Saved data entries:
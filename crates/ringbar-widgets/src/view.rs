//! Rendering surfaces for a progress ring.

use crate::error::RingError;
use crate::style::RingStyle;
use ringbar_core::{
    Canvas, DrawCommand, FontWeight, LineCap, RecordingCanvas, StrokeStyle, TextStyle,
};
use std::cell::{Cell, RefCell};

/// The visual side of a ring: shows a displayed percent as text and as an
/// indicator proportional to 0..=100.
///
/// Methods take `&self` because per-frame callbacks hold a shared handle to
/// the view.
pub trait RingView {
    /// What the view mounts into (a DOM element, a command buffer, ...).
    type Container: ?Sized;

    /// Replace the container's content with this view's root.
    fn mount(&self, container: &Self::Container) -> Result<(), RingError>;

    /// Reflect a new displayed percent.
    fn show_percent(&self, percent: u8);

    /// Apply or remove the hidden visual state.
    fn set_hidden(&self, hidden: bool);
}

/// Paint a ring: track circle, thumb arc clockwise from 12 o'clock, and a
/// centered label.
pub fn paint_ring(canvas: &mut dyn Canvas, style: &RingStyle, percent: u8) {
    canvas.stroke_circle(
        style.center,
        style.radius,
        StrokeStyle::new(style.track_color, style.stroke_width),
    );

    if percent > 0 {
        canvas.stroke_arc(
            style.center,
            style.radius,
            0.0,
            style.sweep(percent),
            StrokeStyle::new(style.thumb_color, style.stroke_width).with_cap(LineCap::Round),
        );
    }

    canvas.draw_text(
        &style.label(percent),
        style.center,
        &TextStyle {
            size: style.font_size,
            color: style.text_color,
            weight: FontWeight::Bold,
        },
    );
}

/// A view that repaints into a [`RecordingCanvas`] on every change.
///
/// Keeps every percent it was asked to show, so tests can inspect the
/// sequence a run produced. Mounting copies the current frame into a
/// command buffer.
#[derive(Debug)]
pub struct RecordingView {
    style: RingStyle,
    canvas: RefCell<RecordingCanvas>,
    percent: Cell<u8>,
    hidden: Cell<bool>,
    history: RefCell<Vec<u8>>,
}

impl Default for RecordingView {
    fn default() -> Self {
        Self::new(RingStyle::default())
    }
}

impl RecordingView {
    /// Create a view showing 0 with the given style.
    #[must_use]
    pub fn new(style: RingStyle) -> Self {
        let view = Self {
            style,
            canvas: RefCell::new(RecordingCanvas::new()),
            percent: Cell::new(0),
            hidden: Cell::new(false),
            history: RefCell::new(Vec::new()),
        };
        view.repaint();
        view
    }

    /// The style this view paints with.
    #[must_use]
    pub fn style(&self) -> &RingStyle {
        &self.style
    }

    /// Percent currently shown.
    #[must_use]
    pub fn percent(&self) -> u8 {
        self.percent.get()
    }

    /// Whether the hidden state is applied.
    #[must_use]
    pub fn is_hidden(&self) -> bool {
        self.hidden.get()
    }

    /// Every percent passed to [`RingView::show_percent`], in order.
    #[must_use]
    pub fn history(&self) -> Vec<u8> {
        self.history.borrow().clone()
    }

    /// Draw commands of the current frame. Empty while hidden.
    #[must_use]
    pub fn commands(&self) -> Vec<DrawCommand> {
        self.canvas.borrow().commands().to_vec()
    }

    fn repaint(&self) {
        let mut canvas = self.canvas.borrow_mut();
        canvas.clear();
        if !self.hidden.get() {
            paint_ring(&mut *canvas, &self.style, self.percent.get());
        }
    }
}

impl RingView for RecordingView {
    type Container = RefCell<Vec<DrawCommand>>;

    fn mount(&self, container: &Self::Container) -> Result<(), RingError> {
        let mut slot = container
            .try_borrow_mut()
            .map_err(|_| RingError::Mount("container is already borrowed".to_string()))?;
        slot.clear();
        slot.extend(self.commands());
        Ok(())
    }

    fn show_percent(&self, percent: u8) {
        self.percent.set(percent);
        self.history.borrow_mut().push(percent);
        self.repaint();
    }

    fn set_hidden(&self, hidden: bool) {
        self.hidden.set(hidden);
        self.repaint();
    }
}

Required action :: Each line in the entries above that includes the string "RecordingView" adds to the count; state that count only.

Expected answer :: 4